YOUR TASK:
Nothing but the lines below between the line holding "fetch. Starting a" and the line holding "term aborted it.", inclusive, should appear in the answer, each set down exactly.

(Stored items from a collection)
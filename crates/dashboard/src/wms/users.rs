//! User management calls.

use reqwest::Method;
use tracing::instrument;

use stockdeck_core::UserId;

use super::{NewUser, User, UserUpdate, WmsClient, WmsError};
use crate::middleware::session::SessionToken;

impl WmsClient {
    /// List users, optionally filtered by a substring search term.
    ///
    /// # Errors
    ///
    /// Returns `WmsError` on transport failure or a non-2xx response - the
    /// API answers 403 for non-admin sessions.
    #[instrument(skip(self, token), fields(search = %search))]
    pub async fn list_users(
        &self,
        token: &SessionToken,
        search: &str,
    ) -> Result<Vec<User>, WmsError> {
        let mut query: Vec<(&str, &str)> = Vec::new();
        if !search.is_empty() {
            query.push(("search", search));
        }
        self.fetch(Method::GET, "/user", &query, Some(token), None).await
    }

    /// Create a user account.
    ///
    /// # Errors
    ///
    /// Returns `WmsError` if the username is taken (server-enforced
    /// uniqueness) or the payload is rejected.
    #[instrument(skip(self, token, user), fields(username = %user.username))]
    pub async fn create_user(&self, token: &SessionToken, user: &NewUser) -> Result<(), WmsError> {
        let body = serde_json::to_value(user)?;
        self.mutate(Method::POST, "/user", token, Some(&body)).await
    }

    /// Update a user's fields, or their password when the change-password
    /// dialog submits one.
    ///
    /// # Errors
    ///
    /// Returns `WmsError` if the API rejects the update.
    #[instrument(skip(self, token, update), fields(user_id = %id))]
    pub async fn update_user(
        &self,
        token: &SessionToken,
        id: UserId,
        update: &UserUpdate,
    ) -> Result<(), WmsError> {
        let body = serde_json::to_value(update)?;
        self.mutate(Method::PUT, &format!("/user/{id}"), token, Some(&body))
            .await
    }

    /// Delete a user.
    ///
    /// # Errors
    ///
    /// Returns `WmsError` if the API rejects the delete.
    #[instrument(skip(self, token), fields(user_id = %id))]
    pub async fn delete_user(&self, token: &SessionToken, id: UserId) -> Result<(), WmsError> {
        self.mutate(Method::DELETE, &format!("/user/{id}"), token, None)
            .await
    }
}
...
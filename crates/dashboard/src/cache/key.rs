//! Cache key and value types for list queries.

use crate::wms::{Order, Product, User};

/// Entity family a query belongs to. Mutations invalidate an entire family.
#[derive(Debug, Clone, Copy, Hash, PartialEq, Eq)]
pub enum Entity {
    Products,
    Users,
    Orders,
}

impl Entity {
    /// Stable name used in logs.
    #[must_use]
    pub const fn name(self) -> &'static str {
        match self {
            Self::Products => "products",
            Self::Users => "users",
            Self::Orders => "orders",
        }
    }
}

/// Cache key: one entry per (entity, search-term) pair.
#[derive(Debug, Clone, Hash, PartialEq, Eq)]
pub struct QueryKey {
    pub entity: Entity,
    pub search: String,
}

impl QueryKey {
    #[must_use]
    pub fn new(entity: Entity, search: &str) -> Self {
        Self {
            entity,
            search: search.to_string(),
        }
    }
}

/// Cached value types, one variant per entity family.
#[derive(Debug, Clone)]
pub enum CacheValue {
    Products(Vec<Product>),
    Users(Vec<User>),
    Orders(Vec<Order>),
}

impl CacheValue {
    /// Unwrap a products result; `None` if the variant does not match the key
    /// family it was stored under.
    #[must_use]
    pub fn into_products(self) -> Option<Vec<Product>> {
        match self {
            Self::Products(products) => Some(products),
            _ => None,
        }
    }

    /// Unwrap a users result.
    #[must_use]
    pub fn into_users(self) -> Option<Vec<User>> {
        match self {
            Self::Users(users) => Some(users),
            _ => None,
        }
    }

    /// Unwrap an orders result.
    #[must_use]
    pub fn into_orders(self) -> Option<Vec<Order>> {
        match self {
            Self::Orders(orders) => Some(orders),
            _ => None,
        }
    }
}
...
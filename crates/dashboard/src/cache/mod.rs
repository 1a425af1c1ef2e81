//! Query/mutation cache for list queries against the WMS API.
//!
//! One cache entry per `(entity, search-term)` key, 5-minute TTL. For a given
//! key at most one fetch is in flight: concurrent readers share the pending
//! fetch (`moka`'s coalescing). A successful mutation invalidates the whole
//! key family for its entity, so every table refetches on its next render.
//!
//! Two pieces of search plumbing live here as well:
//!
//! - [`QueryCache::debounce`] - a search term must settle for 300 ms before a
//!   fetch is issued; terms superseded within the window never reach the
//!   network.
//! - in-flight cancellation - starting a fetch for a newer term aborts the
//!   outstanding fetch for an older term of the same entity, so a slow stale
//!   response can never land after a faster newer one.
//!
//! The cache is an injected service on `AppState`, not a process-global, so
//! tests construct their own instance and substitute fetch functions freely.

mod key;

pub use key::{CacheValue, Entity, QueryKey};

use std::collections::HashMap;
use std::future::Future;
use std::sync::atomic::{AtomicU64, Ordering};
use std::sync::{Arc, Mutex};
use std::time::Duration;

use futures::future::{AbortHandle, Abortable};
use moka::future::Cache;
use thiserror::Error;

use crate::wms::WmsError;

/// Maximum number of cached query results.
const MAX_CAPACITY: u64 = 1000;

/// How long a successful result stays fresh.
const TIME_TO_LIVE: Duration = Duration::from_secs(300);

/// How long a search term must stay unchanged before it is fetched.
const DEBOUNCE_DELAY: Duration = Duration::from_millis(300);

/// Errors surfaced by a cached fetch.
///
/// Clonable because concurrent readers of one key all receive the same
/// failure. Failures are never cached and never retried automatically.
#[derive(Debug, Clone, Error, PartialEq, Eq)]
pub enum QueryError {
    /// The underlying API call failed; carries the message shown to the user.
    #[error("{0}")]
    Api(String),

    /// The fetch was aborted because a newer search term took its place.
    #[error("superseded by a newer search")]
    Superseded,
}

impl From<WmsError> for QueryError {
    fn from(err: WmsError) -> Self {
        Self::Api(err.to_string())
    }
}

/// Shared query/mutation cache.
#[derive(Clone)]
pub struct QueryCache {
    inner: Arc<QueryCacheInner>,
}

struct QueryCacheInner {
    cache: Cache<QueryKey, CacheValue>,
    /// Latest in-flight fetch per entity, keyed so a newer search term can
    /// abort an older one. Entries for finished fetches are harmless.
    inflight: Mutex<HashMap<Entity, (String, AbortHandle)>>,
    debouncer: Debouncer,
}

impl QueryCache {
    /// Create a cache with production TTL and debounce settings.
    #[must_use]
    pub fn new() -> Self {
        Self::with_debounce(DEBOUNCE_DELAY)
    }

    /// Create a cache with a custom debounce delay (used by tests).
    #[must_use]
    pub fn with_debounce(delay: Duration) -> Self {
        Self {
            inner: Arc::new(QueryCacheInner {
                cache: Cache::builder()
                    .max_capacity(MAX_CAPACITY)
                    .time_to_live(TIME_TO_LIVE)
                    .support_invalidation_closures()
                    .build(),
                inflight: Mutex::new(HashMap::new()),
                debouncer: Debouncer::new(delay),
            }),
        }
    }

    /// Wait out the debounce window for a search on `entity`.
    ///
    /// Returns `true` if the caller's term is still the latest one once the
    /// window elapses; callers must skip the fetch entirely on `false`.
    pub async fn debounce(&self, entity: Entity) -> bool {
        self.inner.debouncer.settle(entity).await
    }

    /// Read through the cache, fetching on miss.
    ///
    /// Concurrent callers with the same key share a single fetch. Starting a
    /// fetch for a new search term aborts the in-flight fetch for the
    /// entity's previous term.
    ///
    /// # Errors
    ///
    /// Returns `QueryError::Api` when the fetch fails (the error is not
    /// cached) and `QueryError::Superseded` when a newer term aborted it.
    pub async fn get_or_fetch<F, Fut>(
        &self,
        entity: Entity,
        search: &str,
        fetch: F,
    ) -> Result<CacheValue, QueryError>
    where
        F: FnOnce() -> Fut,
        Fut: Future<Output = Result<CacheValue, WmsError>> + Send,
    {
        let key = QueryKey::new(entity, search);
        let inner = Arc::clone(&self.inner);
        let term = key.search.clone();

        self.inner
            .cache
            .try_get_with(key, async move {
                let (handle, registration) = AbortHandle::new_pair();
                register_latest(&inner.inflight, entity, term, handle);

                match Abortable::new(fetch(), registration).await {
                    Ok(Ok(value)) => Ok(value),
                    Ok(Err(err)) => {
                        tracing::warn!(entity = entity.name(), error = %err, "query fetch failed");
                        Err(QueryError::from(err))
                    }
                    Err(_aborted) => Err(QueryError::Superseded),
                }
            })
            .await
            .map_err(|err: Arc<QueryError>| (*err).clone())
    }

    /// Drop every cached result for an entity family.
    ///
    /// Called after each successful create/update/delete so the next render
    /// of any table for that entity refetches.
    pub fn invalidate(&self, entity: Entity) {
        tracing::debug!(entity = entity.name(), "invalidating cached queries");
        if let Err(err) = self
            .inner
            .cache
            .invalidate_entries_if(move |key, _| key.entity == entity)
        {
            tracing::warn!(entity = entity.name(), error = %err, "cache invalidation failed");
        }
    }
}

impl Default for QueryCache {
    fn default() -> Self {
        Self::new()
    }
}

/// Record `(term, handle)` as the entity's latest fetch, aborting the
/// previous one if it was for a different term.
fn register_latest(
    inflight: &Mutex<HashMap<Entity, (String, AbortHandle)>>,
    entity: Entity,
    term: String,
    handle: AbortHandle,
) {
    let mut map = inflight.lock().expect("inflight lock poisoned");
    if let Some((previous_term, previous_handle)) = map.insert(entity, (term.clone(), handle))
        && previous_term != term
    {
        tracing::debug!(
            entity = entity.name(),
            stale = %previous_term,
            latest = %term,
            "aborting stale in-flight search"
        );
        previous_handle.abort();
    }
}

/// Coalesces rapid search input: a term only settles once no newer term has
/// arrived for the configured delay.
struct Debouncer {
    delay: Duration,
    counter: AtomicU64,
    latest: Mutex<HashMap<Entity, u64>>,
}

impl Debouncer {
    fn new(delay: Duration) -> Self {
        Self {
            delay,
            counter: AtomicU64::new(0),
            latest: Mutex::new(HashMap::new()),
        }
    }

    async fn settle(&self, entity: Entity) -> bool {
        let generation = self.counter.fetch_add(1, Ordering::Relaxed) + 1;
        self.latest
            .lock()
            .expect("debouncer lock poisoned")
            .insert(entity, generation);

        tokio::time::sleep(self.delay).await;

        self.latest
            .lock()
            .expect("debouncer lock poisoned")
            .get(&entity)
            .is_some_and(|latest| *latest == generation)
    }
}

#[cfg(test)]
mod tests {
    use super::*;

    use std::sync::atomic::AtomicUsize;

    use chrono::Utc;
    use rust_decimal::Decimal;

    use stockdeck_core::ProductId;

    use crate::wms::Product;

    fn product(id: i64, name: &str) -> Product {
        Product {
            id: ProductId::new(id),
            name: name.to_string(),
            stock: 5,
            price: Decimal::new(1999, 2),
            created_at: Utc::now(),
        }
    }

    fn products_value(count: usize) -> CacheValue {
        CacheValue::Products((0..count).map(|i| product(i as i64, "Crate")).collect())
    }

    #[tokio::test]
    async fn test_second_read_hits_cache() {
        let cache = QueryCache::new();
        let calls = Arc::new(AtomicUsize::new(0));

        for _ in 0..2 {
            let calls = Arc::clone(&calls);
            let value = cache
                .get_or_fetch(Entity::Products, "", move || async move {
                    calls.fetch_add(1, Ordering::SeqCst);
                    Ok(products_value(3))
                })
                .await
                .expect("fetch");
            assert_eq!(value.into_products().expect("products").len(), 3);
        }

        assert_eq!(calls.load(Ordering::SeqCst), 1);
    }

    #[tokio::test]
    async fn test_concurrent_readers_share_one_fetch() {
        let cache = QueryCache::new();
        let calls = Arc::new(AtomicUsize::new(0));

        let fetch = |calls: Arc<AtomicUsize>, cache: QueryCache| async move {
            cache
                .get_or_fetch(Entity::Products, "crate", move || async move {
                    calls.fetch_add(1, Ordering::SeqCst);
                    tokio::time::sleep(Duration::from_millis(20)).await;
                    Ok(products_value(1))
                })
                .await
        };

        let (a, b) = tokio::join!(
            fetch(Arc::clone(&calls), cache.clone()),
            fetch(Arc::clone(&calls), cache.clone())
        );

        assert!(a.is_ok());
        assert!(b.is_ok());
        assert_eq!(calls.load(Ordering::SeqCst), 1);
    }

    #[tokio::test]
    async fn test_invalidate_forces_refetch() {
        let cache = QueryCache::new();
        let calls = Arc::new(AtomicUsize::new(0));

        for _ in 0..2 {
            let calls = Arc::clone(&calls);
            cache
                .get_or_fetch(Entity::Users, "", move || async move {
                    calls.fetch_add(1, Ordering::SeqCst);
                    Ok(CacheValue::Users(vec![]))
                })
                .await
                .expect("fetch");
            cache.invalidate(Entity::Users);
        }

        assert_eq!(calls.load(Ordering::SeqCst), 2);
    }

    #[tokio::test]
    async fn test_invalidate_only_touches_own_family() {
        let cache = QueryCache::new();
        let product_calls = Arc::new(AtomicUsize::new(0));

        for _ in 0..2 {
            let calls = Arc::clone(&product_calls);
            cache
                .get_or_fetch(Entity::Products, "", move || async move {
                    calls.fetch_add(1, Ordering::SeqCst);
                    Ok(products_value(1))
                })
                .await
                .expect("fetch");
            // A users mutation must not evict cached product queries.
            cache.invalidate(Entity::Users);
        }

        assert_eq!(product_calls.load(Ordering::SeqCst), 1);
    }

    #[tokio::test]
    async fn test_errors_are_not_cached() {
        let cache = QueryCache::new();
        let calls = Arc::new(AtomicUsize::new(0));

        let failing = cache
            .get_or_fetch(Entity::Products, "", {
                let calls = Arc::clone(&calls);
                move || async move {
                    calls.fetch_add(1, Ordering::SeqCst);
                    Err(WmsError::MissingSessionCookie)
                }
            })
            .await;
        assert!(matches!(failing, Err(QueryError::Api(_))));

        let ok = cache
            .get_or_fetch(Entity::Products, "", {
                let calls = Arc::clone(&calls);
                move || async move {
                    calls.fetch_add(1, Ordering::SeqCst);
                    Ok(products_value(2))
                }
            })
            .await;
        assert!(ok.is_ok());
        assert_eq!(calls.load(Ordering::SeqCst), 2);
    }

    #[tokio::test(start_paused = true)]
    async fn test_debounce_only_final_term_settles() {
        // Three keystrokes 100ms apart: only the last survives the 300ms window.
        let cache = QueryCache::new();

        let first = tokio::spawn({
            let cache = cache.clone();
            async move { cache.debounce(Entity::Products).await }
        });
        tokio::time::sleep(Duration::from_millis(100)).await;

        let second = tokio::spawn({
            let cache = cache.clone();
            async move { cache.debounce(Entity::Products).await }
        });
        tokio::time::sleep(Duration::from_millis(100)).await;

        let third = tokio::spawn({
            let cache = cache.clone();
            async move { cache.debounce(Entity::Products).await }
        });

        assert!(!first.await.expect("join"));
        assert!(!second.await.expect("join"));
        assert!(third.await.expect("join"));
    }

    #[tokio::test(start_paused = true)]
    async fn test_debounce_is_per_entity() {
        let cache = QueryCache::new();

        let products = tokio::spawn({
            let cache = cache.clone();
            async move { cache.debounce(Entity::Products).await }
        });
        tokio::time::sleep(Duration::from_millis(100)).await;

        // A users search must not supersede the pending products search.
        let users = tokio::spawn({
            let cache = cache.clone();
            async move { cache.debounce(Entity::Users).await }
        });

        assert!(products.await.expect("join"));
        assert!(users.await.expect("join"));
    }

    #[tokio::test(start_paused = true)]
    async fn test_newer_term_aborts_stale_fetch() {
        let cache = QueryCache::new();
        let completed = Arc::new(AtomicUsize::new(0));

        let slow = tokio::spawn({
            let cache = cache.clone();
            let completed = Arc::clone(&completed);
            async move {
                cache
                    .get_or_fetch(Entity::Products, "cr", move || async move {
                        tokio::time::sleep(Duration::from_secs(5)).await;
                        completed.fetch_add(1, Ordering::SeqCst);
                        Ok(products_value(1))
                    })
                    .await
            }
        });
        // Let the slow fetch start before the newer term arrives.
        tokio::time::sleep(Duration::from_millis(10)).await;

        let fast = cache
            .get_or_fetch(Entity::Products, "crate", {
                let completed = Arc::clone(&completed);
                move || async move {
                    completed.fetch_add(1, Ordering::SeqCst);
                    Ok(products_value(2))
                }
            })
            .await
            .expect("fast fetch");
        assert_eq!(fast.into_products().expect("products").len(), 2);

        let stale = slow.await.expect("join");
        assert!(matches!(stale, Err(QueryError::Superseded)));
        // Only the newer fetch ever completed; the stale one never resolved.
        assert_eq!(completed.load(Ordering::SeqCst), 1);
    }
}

RESULT:
    /// Concurrent callers with the same key share a single fetch. Starting a
    /// fetch for a new search term aborts the in-flight fetch for the
    /// entity's previous term.
    ///
    /// # Errors
    ///
    /// Returns `QueryError::Api` when the fetch fails (the error is not
    /// cached) and `QueryError::Superseded` when a newer term aborted it.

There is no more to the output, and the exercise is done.